Exercise requirements:
Below are some records; retype all of them exactly.

Records to use:
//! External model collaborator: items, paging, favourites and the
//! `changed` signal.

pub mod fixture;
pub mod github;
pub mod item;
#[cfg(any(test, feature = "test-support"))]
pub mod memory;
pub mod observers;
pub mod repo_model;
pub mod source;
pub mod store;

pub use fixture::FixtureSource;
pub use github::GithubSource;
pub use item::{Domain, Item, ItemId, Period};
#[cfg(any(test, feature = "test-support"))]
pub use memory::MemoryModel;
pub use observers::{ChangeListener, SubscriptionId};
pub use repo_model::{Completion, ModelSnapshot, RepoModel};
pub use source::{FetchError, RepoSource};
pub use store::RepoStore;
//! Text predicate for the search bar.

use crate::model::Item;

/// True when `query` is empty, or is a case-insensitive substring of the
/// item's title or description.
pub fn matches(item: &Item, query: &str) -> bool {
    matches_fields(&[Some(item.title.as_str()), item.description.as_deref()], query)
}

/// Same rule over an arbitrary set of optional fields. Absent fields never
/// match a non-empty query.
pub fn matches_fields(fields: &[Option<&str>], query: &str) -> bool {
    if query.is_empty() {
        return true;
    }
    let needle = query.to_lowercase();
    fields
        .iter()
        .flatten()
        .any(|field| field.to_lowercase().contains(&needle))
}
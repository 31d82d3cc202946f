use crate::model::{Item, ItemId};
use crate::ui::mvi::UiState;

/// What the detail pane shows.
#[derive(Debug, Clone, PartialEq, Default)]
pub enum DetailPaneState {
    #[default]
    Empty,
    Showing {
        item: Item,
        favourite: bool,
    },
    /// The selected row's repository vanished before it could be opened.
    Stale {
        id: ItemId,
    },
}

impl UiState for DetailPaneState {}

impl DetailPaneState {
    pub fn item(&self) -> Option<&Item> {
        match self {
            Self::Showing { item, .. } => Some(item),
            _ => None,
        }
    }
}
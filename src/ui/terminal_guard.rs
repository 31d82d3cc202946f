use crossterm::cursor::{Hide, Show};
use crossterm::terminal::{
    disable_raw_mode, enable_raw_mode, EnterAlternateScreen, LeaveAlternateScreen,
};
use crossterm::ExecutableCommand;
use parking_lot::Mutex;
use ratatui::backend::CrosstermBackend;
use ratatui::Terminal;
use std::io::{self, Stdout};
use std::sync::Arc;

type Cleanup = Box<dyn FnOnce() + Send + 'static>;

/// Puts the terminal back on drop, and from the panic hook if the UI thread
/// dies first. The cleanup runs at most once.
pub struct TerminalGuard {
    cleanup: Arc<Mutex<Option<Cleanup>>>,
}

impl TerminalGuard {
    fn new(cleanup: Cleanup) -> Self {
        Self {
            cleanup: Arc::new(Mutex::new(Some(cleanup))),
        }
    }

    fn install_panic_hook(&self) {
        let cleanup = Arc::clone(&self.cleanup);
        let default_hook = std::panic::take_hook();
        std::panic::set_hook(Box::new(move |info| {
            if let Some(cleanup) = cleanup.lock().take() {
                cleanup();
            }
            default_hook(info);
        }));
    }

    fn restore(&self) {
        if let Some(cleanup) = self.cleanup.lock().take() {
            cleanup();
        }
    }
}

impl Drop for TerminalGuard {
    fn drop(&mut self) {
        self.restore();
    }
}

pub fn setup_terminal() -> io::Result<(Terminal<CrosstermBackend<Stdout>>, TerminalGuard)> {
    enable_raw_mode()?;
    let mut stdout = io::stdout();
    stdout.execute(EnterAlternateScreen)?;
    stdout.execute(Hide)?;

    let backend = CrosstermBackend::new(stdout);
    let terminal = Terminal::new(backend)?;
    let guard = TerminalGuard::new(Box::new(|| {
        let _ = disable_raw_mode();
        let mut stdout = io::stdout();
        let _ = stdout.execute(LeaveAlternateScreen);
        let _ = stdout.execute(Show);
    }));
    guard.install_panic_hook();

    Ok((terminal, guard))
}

Task output:
//! External model collaborator: items, paging, favourites and the
//! `changed` signal.

pub mod fixture;
pub mod github;
pub mod item;
#[cfg(any(test, feature = "test-support"))]
pub mod memory;
pub mod observers;
pub mod repo_model;
pub mod source;
pub mod store;

pub use fixture::FixtureSource;
pub use github::GithubSource;
pub use item::{Domain, Item, ItemId, Period};
#[cfg(any(test, feature = "test-support"))]
pub use memory::MemoryModel;
pub use observers::{ChangeListener, SubscriptionId};
pub use repo_model::{Completion, ModelSnapshot, RepoModel};
pub use source::{FetchError, RepoSource};
pub use store::RepoStore;
//! Text predicate for the search bar.

use crate::model::Item;

/// True when `query` is empty, or is a case-insensitive substring of the
/// item's title or description.
pub fn matches(item: &Item, query: &str) -> bool {
    matches_fields(&[Some(item.title.as_str()), item.description.as_deref()], query)
}

/// Same rule over an arbitrary set of optional fields. Absent fields never
/// match a non-empty query.
pub fn matches_fields(fields: &[Option<&str>], query: &str) -> bool {
    if query.is_empty() {
        return true;
    }
    let needle = query.to_lowercase();
    fields
        .iter()
        .flatten()
        .any(|field| field.to_lowercase().contains(&needle))
}
repository 31d82d3cc202946f
use crate::model::{Item, ItemId};
use crate::ui::mvi::UiState;

/// What the detail pane shows.
#[derive(Debug, Clone, PartialEq, Default)]
pub enum DetailPaneState {
    #[default]
    Empty,
    Showing {
        item: Item,
        favourite: bool,
    },
    /// The selected row's repository vanished before it could be opened.
    Stale {
        id: ItemId,
    },
}

impl UiState for DetailPaneState {}

impl DetailPaneState {
    pub fn item(&self) -> Option<&Item> {
        match self {
            Self::Showing { item, .. } => Some(item),
            _ => None,
        }
    }
}
filename src/ui/terminal_guard.rs
repository 31d82d3cc202946f
use crossterm::cursor::{Hide, Show};
use crossterm::terminal::{
    disable_raw_mode, enable_raw_mode, EnterAlternateScreen, LeaveAlternateScreen,
};
use crossterm::ExecutableCommand;
use parking_lot::Mutex;
use ratatui::backend::CrosstermBackend;
use ratatui::Terminal;
use std::io::{self, Stdout};
use std::sync::Arc;

type Cleanup = Box<dyn FnOnce() + Send + 'static>;

/// Puts the terminal back on drop, and from the panic hook if the UI thread
/// dies first. The cleanup runs at most once.
pub struct TerminalGuard {
    cleanup: Arc<Mutex<Option<Cleanup>>>,
}

impl TerminalGuard {
    fn new(cleanup: Cleanup) -> Self {
        Self {
            cleanup: Arc::new(Mutex::new(Some(cleanup))),
        }
    }

    fn install_panic_hook(&self) {
        let cleanup = Arc::clone(&self.cleanup);
        let default_hook = std::panic::take_hook();
        std::panic::set_hook(Box::new(move |info| {
            if let Some(cleanup) = cleanup.lock().take() {
                cleanup();
            }
            default_hook(info);
        }));
    }

    fn restore(&self) {
        if let Some(cleanup) = self.cleanup.lock().take() {
            cleanup();
        }
    }
}

impl Drop for TerminalGuard {
    fn drop(&mut self) {
        self.restore();
    }
}

pub fn setup_terminal() -> io::Result<(Terminal<CrosstermBackend<Stdout>>, TerminalGuard)> {
    enable_raw_mode()?;
    let mut stdout = io::stdout();
    stdout.execute(EnterAlternateScreen)?;
    stdout.execute(Hide)?;

    let backend = CrosstermBackend::new(stdout);
    let terminal = Terminal::new(backend)?;
    let guard = TerminalGuard::new(Box::new(|| {
        let _ = disable_raw_mode();
        let mut stdout = io::stdout();
        let _ = stdout.execute(LeaveAlternateScreen);
        let _ = stdout.execute(Show);
    }));
    guard.install_panic_hook();

    Ok((terminal, guard))
}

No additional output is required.